Support Vector Machines for Crime

Estimating Incarcerations through Support Vector Machines 

The utilization of Support Vector Machines (SVM) for this particular undertaking presents numerous potential advantages. Support Vector Machines (SVMs) are deemed highly appropriate for scenarios where the number of features is relatively high in comparison to the number of samples. This is frequently observed in datasets pertaining to criminal activities. Furthermore, Support Vector Machines (SVMs) possess the capability to discern intricate non-linear associations between the input characteristics and the outcome variable, a crucial aspect in forecasting arrests in the Chicago crime dataset.

Through the anticipation of the probability of an apprehension for a particular offense, law enforcement entities can enhance their resource allocation to deter criminal activity and promote the welfare of the community. If an SVM model predicts a high probability of arrest for a specific type of crime in a particular location, law enforcement agencies may opt to augment patrols or other preventive measures in that region.

The Application

Data Preparation 

Similar to the Applications of other supervised techniques used in this project, the requirement of numerical data is mandatory in order to perform SVM in Python. pd.factorise is used to encode the categorical data into a uniquely represented numerical value. 
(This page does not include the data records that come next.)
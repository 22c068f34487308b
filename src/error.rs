use uuid::Uuid;

// ============================================================================
// Relay Error Taxonomy
// ============================================================================
//
// - CaptureViolation:    event raised outside any capture scope (never fatal)
// - SerializationError:  event cannot be encoded/decoded (isolated per row)
// - PublishError:        bus rejected or could not take a message
// - StoreError:          outbox/ledger persistence failed
// - ConfigError:         host supplied an unusable RelayConfig
// - RelayError:          what the filters hand back to their callers
//
// Duplicate deliveries are NOT errors; see `ConsumeOutcome::Duplicate`.
//
// ============================================================================

/// A domain event was raised while no capture scope was active.
#[derive(Debug, Clone, thiserror::Error)]
#[error("Domain event {event_type} raised outside of a capture scope")]
pub struct CaptureViolation {
    pub event_type: &'static str,
}

#[derive(Debug, thiserror::Error)]
pub enum SerializationError {
    #[error("Failed to encode event {event_type}: {source}")]
    Encode {
        event_type: String,
        #[source]
        source: serde_json::Error,
    },

    #[error("Failed to decode event {event_type}: {source}")]
    Decode {
        event_type: String,
        #[source]
        source: serde_json::Error,
    },

    #[error("Unknown event type: {0}")]
    UnknownEventType(String),

    #[error("Event type tag exceeds {max} characters: {event_type}")]
    EventTypeTooLong { event_type: String, max: usize },

    #[error("Event type already registered: {0}")]
    AlreadyRegistered(String),
}

#[derive(Debug, Clone, thiserror::Error)]
pub enum PublishError {
    #[error("Bus unavailable: {0}")]
    Unavailable(String),

    #[error("Bus rejected message {message_id}: {reason}")]
    Rejected { message_id: Uuid, reason: String },
}

#[derive(Debug, thiserror::Error)]
pub enum StoreError {
    #[error("Database error: {0}")]
    Database(#[from] sqlx::Error),

    #[error("Outbox row not found: {0}")]
    NotFound(Uuid),

    #[error("Unique constraint violated: {0}")]
    Conflict(String),

    /// Another transaction already recorded this (consumer_type, message_id).
    #[error("Consumed-message ledger conflict: {0}")]
    LedgerConflict(String),

    #[error("Store unavailable: {0}")]
    Unavailable(String),
}

#[derive(Debug, thiserror::Error)]
pub enum ConfigError {
    #[error("{0} must be greater than zero")]
    MustBePositive(&'static str),

    #[error("{field} must not exceed {max} seconds")]
    TooLarge { field: &'static str, max: u64 },

    #[error("Invalid relay configuration: {0}")]
    Parse(#[from] serde_json::Error),
}

#[derive(Debug, thiserror::Error)]
pub enum RelayError {
    #[error("Handler failed: {0}")]
    Handler(#[source] anyhow::Error),

    #[error(transparent)]
    Serialization(#[from] SerializationError),

    #[error(transparent)]
    Publish(#[from] PublishError),

    #[error(transparent)]
    Store(#[from] StoreError),
}

impl RelayError {
    /// Short label used for metrics and log fields.
    pub fn kind(&self) -> &'static str {
        match self {
            RelayError::Handler(_) => "handler",
            RelayError::Serialization(_) => "serialization",
            RelayError::Publish(_) => "publish",
            RelayError::Store(_) => "store",
        }
    }
}

#[cfg(test)]
mod tests {
    use super::*;

    #[test]
    fn test_error_messages() {
        let violation = CaptureViolation { event_type: "OrderPlaced" };
        assert!(violation.to_string().contains("OrderPlaced"));

        let err = SerializationError::UnknownEventType("Ghost".to_string());
        assert_eq!(err.to_string(), "Unknown event type: Ghost");

        let id = Uuid::new_v4();
        assert!(StoreError::NotFound(id).to_string().contains(&id.to_string()));
    }

    #[test]
    fn test_relay_error_kind() {
        let err: RelayError = StoreError::Unavailable("down".to_string()).into();
        assert_eq!(err.kind(), "store");

        let err: RelayError = PublishError::Unavailable("down".to_string()).into();
        assert_eq!(err.kind(), "publish");

        let err = RelayError::Handler(anyhow::anyhow!("boom"));
        assert_eq!(err.kind(), "handler");
        assert!(err.to_string().contains("boom"));
    }
}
In contrast to the decision tree model, for SVM the features are again selectively chosen to yield better performance. The chosen features are listed below: 

Features - dayofweek, Community Area, Location Description, Primary Type, SocioEconomic-Status, Block

Target - Arrest

After selectively choosing the featured Data, considering the enormous class imbalance that is present intrinsically in the dataset, SMOTE undersampling is used. SMOTE (Synthetic Minority Over-sampling Technique) and undersampling are two commonly used techniques in machine learning for handling imbalanced datasets, where one class is significantly underrepresented compared to the other. SMOTE oversamples the minority class by creating synthetic examples, while undersampling reduces the majority class by randomly removing examples.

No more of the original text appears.